W morawskim browarze reporter RMF FM Maciej Pałahicki usłyszał, że picie zielonego piwa, to stara czeska tradycja. Nie wiem jak ten dzień nazywa się w Polsce, ale u nas jest dziś Zielony Czwartek. Jest taki zwyczaj, że aby być zdrowym, w ten dzień trzeba mieć coś zielonego. Dlatego siedem lat temu nasz piwowar wymyślił, żeby zrobić zielone piwo - usłyszał nasz reporter w browarze "Starbrno". Według browarników z Moraw drugą z motywacji do stworzenia zielonego piwa były doświadczenia piwowarów z przeszłości. Nasi przodkowie wierzyli, że spożycie tego napoju pobudza energię życiową i odpędza wszystkie choroby - twierdzi browar "Starobrno".

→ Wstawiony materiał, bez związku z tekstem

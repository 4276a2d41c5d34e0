//! Theme builder: token configuration to a complete fragment set
//!
//! [`build_fragment_set`] is pure. Given the same tokens and palette it
//! always produces a set of the same shape; the [`StyleSheet`] only decides
//! whether the fragments carry their declarations or come out inert.

use std::sync::Arc;

use prim_core::{
    expand, literals, relative_sizes, Category, Declaration, StyleAttribute, StyleFragment,
    StyleSheet, StyleValue, TokenTable, INERT,
};
use serde::Serialize;

use crate::config::TokenConfig;

/// Declares a fixed group of literal fragments.
///
/// Each field becomes a public [`StyleFragment`]; `build` creates them all
/// through a sheet and `get` looks one up by field name.
macro_rules! atom_group {
    (
        $(#[$meta:meta])*
        $name:ident {
            $($field:ident => [$($attr:ident = $value:expr),+ $(,)?]),+ $(,)?
        }
    ) => {
        $(#[$meta])*
        #[derive(Clone, Debug, Default, PartialEq, Serialize)]
        pub struct $name {
            $(pub $field: StyleFragment,)+
        }

        impl $name {
            pub fn build<S: StyleSheet + ?Sized>(sheet: &S) -> Self {
                Self {
                    $($field: sheet.create(vec![
                        $(Declaration::new(StyleAttribute::$attr, $value)),+
                    ]),)+
                }
            }

            /// Fragment by field name, inert if there is no such field
            pub fn get(&self, name: &str) -> &StyleFragment {
                match name {
                    $(stringify!($field) => &self.$field,)+
                    _ => &INERT,
                }
            }

            pub fn names() -> &'static [&'static str] {
                &[$(stringify!($field)),+]
            }

            pub fn iter(&self) -> impl Iterator<Item = (&'static str, &StyleFragment)> {
                [$((stringify!($field), &self.$field)),+].into_iter()
            }
        }
    };
}

const fn kw(keyword: &'static str) -> StyleValue {
    StyleValue::keyword(keyword)
}

atom_group! {
    /// Flex shorthand, direction, wrapping, grow and shrink
    FlexAtoms {
        one => [Flex = 1],
        row => [FlexDirection = kw("row")],
        row_r => [FlexDirection = kw("row-reverse")],
        col => [FlexDirection = kw("column")],
        col_r => [FlexDirection = kw("column-reverse")],
        wrap => [FlexWrap = kw("wrap")],
        no_wrap => [FlexWrap = kw("nowrap")],
        grow => [FlexGrow = 1],
        grow0 => [FlexGrow = 0],
        shrink => [FlexShrink = 1],
        shrink0 => [FlexShrink = 0],
    }
}

atom_group! {
    /// `alignItems`
    ItemsAtoms {
        stretch => [AlignItems = kw("stretch")],
        start => [AlignItems = kw("flex-start")],
        center => [AlignItems = kw("center")],
        end => [AlignItems = kw("flex-end")],
        baseline => [AlignItems = kw("baseline")],
    }
}

atom_group! {
    /// `alignSelf`
    SelfAtoms {
        auto => [AlignSelf = kw("auto")],
        start => [AlignSelf = kw("flex-start")],
        center => [AlignSelf = kw("center")],
        end => [AlignSelf = kw("flex-end")],
        stretch => [AlignSelf = kw("stretch")],
    }
}

atom_group! {
    /// `alignContent`
    ContentAtoms {
        center => [AlignContent = kw("center")],
        start => [AlignContent = kw("flex-start")],
        end => [AlignContent = kw("flex-end")],
        between => [AlignContent = kw("space-between")],
        around => [AlignContent = kw("space-around")],
        stretch => [AlignContent = kw("stretch")],
    }
}

atom_group! {
    /// `justifyContent`
    JustifyAtoms {
        start => [JustifyContent = kw("flex-start")],
        center => [JustifyContent = kw("center")],
        end => [JustifyContent = kw("flex-end")],
        between => [JustifyContent = kw("space-between")],
        around => [JustifyContent = kw("space-around")],
        evenly => [JustifyContent = kw("space-evenly")],
    }
}

atom_group! {
    OverflowAtoms {
        hidden => [Overflow = kw("hidden")],
        visible => [Overflow = kw("visible")],
        scroll => [Overflow = kw("scroll")],
    }
}

atom_group! {
    /// Zero insets. Edge helpers set only their own edge.
    InsetAtoms {
        zero => [Top = 0, Right = 0, Bottom = 0, Left = 0],
        x0 => [Left = 0, Right = 0],
        y0 => [Top = 0, Bottom = 0],
        top0 => [Top = 0],
        right0 => [Right = 0],
        bottom0 => [Bottom = 0],
        left0 => [Left = 0],
    }
}

/// Every fragment a theme exposes, grouped by category.
///
/// Token-driven categories are [`Category`] maps indexed by token name;
/// fixed vocabularies are atom groups with one field per fragment.
#[derive(Clone, Debug, Default, PartialEq, Serialize)]
pub struct FragmentSet {
    pub flex: FlexAtoms,
    pub items: ItemsAtoms,
    pub align_self: SelfAtoms,
    pub content: ContentAtoms,
    pub justify: JustifyAtoms,
    pub overflow: OverflowAtoms,

    pub bg: Category,
    pub border: Category,
    pub border_top: Category,
    pub border_right: Category,
    pub border_bottom: Category,
    pub border_left: Category,

    pub font: Category,
    pub text: Category,

    pub p: Category,
    pub px: Category,
    pub py: Category,
    pub pt: Category,
    pub pr: Category,
    pub pb: Category,
    pub pl: Category,
    pub ps: Category,
    pub pe: Category,

    pub m: Category,
    pub mx: Category,
    pub my: Category,
    pub mt: Category,
    pub mr: Category,
    pub mb: Category,
    pub ml: Category,
    pub ms: Category,
    pub me: Category,

    pub w: Category,
    pub min_w: Category,
    pub max_w: Category,
    pub h: Category,
    pub min_h: Category,
    pub max_h: Category,

    pub rounded: Category,

    pub absolute: StyleFragment,
    pub relative: StyleFragment,

    pub z00: StyleFragment,
    pub z10: StyleFragment,
    pub z20: StyleFragment,
    pub z30: StyleFragment,
    pub z40: StyleFragment,
    pub z50: StyleFragment,

    pub inset: InsetAtoms,
    pub opacity: Category,
}

impl FragmentSet {
    /// Token-driven categories with their field names, in declaration order
    pub fn categories(&self) -> Vec<(&'static str, &Category)> {
        vec![
            ("bg", &self.bg),
            ("border", &self.border),
            ("border_top", &self.border_top),
            ("border_right", &self.border_right),
            ("border_bottom", &self.border_bottom),
            ("border_left", &self.border_left),
            ("font", &self.font),
            ("text", &self.text),
            ("p", &self.p),
            ("px", &self.px),
            ("py", &self.py),
            ("pt", &self.pt),
            ("pr", &self.pr),
            ("pb", &self.pb),
            ("pl", &self.pl),
            ("ps", &self.ps),
            ("pe", &self.pe),
            ("m", &self.m),
            ("mx", &self.mx),
            ("my", &self.my),
            ("mt", &self.mt),
            ("mr", &self.mr),
            ("mb", &self.mb),
            ("ml", &self.ml),
            ("ms", &self.ms),
            ("me", &self.me),
            ("w", &self.w),
            ("min_w", &self.min_w),
            ("max_w", &self.max_w),
            ("h", &self.h),
            ("min_h", &self.min_h),
            ("max_h", &self.max_h),
            ("rounded", &self.rounded),
            ("opacity", &self.opacity),
        ]
    }

    /// Category by field name
    pub fn category(&self, name: &str) -> Option<&Category> {
        self.categories()
            .into_iter()
            .find(|(field, _)| *field == name)
            .map(|(_, category)| category)
    }

    /// Every fragment in the set, atom groups and single fragments included
    pub fn fragments(&self) -> impl Iterator<Item = &StyleFragment> {
        let singles = [
            &self.absolute,
            &self.relative,
            &self.z00,
            &self.z10,
            &self.z20,
            &self.z30,
            &self.z40,
            &self.z50,
        ];
        self.flex
            .iter()
            .chain(self.items.iter())
            .chain(self.align_self.iter())
            .chain(self.content.iter())
            .chain(self.justify.iter())
            .chain(self.overflow.iter())
            .chain(self.inset.iter())
            .map(|(_, fragment)| fragment)
            .chain(singles)
            .chain(
                self.categories()
                    .into_iter()
                    .flat_map(|(_, category)| category.iter().map(|(_, fragment)| fragment)),
            )
    }

    /// Total number of fragments
    pub fn len(&self) -> usize {
        self.fragments().count()
    }

    pub fn is_empty(&self) -> bool {
        self.len() == 0
    }

    /// Whether the set was built by a live sheet
    pub fn is_live(&self) -> bool {
        self.fragments().any(StyleFragment::is_live)
    }
}

/// Palette colors on a border side, then border widths on the same side.
/// A name in both tables keeps only the width.
fn border<S: StyleSheet + ?Sized>(
    sheet: &S,
    palette: &TokenTable,
    widths: &TokenTable,
    color: StyleAttribute,
    width: StyleAttribute,
) -> Category {
    expand(sheet, palette, color).merged(expand(sheet, widths, width))
}

/// Spacing tokens plus the `full` and `half` relative sizes
fn spaced<S: StyleSheet + ?Sized>(
    sheet: &S,
    spacing: &TokenTable,
    attribute: StyleAttribute,
) -> Category {
    expand(sheet, spacing, attribute).merged(relative_sizes(sheet, attribute))
}

fn text<S: StyleSheet + ?Sized>(sheet: &S, tokens: &TokenConfig, palette: &TokenTable) -> Category {
    use StyleAttribute::*;

    let fixed = literals(
        sheet,
        [
            ("left", vec![Declaration::new(TextAlign, kw("left"))]),
            ("center", vec![Declaration::new(TextAlign, kw("center"))]),
            ("right", vec![Declaration::new(TextAlign, kw("right"))]),
            ("justify", vec![Declaration::new(TextAlign, kw("justify"))]),
            (
                "underline",
                vec![
                    Declaration::new(TextDecorationStyle, kw("solid")),
                    Declaration::new(TextDecorationLine, kw("underline")),
                ],
            ),
            (
                "line_through",
                vec![
                    Declaration::new(TextDecorationStyle, kw("solid")),
                    Declaration::new(TextDecorationLine, kw("line-through")),
                ],
            ),
            ("no_underline", vec![Declaration::new(TextDecorationLine, kw("none"))]),
            ("uppercase", vec![Declaration::new(TextTransform, kw("uppercase"))]),
            ("lowercase", vec![Declaration::new(TextTransform, kw("lowercase"))]),
            ("capitalize", vec![Declaration::new(TextTransform, kw("capitalize"))]),
            ("no_text_transform", vec![Declaration::new(TextTransform, kw("none"))]),
        ],
    );
    let styles = literals(
        sheet,
        tokens
            .text_style_declarations()
            .map(|(name, declarations)| (Arc::clone(name), declarations)),
    );

    expand(sheet, &tokens.font_size, FontSize)
        .merged(expand(sheet, palette, Color))
        .merged(fixed)
        .merged(styles)
}

fn font<S: StyleSheet + ?Sized>(sheet: &S, weights: &TokenTable) -> Category {
    expand(sheet, weights, StyleAttribute::FontWeight).merged(literals(
        sheet,
        [
            ("italic", vec![Declaration::new(StyleAttribute::FontStyle, kw("italic"))]),
            ("normal", vec![Declaration::new(StyleAttribute::FontStyle, kw("normal"))]),
        ],
    ))
}

/// Build every fragment of a theme from the tokens and the palette of the
/// current mode.
pub fn build_fragment_set<S>(tokens: &TokenConfig, palette: &TokenTable, sheet: &S) -> FragmentSet
where
    S: StyleSheet + ?Sized,
{
    use StyleAttribute::*;

    let spacing = &tokens.spacing;
    let widths = &tokens.border_width;
    let z = |index: i32| sheet.create(vec![Declaration::new(ZIndex, index)]);

    FragmentSet {
        flex: FlexAtoms::build(sheet),
        items: ItemsAtoms::build(sheet),
        align_self: SelfAtoms::build(sheet),
        content: ContentAtoms::build(sheet),
        justify: JustifyAtoms::build(sheet),
        overflow: OverflowAtoms::build(sheet),

        bg: expand(sheet, palette, BackgroundColor),
        border: border(sheet, palette, widths, BorderColor, BorderWidth),
        border_top: border(sheet, palette, widths, BorderTopColor, BorderTopWidth),
        border_right: border(sheet, palette, widths, BorderRightColor, BorderRightWidth),
        border_bottom: border(sheet, palette, widths, BorderBottomColor, BorderBottomWidth),
        border_left: border(sheet, palette, widths, BorderLeftColor, BorderLeftWidth),

        font: font(sheet, &tokens.font_weight),
        text: text(sheet, tokens, palette),

        p: spaced(sheet, spacing, Padding),
        px: spaced(sheet, spacing, PaddingHorizontal),
        py: spaced(sheet, spacing, PaddingVertical),
        pt: spaced(sheet, spacing, PaddingTop),
        pr: spaced(sheet, spacing, PaddingRight),
        pb: spaced(sheet, spacing, PaddingBottom),
        pl: spaced(sheet, spacing, PaddingLeft),
        ps: spaced(sheet, spacing, PaddingStart),
        pe: spaced(sheet, spacing, PaddingEnd),

        m: spaced(sheet, spacing, Margin),
        mx: spaced(sheet, spacing, MarginHorizontal),
        my: spaced(sheet, spacing, MarginVertical),
        mt: spaced(sheet, spacing, MarginTop),
        mr: spaced(sheet, spacing, MarginRight),
        mb: spaced(sheet, spacing, MarginBottom),
        ml: spaced(sheet, spacing, MarginLeft),
        ms: spaced(sheet, spacing, MarginStart),
        me: spaced(sheet, spacing, MarginEnd),

        w: spaced(sheet, spacing, Width),
        min_w: spaced(sheet, spacing, MinWidth),
        max_w: spaced(sheet, spacing, MaxWidth),
        h: spaced(sheet, spacing, Height),
        min_h: spaced(sheet, spacing, MinHeight),
        max_h: spaced(sheet, spacing, MaxHeight),

        rounded: expand(sheet, &tokens.border_radius, BorderRadius),

        absolute: sheet.create(vec![Declaration::new(Position, kw("absolute"))]),
        relative: sheet.create(vec![Declaration::new(Position, kw("relative"))]),

        z00: z(0),
        z10: z(10),
        z20: z(20),
        z30: z(30),
        z40: z(40),
        z50: z(50),

        inset: InsetAtoms::build(sheet),
        opacity: expand(sheet, &tokens.opacity, Opacity),
    }
}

Mimo niezwykłej barwy napój zawiera tylko naturalne składniki. Skład jest oczywiście tajny, ale są tam same zioła - powiedziała nam przedstawicielka browaru. Zielone piwo jest dość mocne - ma 13-14 proc. ekstraktu, obfitą pianę, delikatnie gorzki i wyrazisty czy - jak chce producent - "niepowtarzalny" smak. Na Wielki Czwartek browar "Starobrno" przygotowuje 250 tys. litrów tego trunku. Początkowo sprzedawał zielone piwo jedynie lokalnie. Zainteresowanie przerosło jednak oczekiwania i zaczęto je rozprowadzać po całych Czechach. Teraz w Wielki Czwartek jest serwowane w trzech tysiącach restauracji w Czechach.
Czechy są liderem w spożyciu piwa na świecie i szacuje się, że statystyczny mieszkaniec kraju wypija go rocznie około 160 litrów. Nic dziwnego, że korzystając z sukcesu browaru z Moraw, zielone piwo zaczęły też warzyć inne czeskie browary. Każdy piwowar strzeże receptury.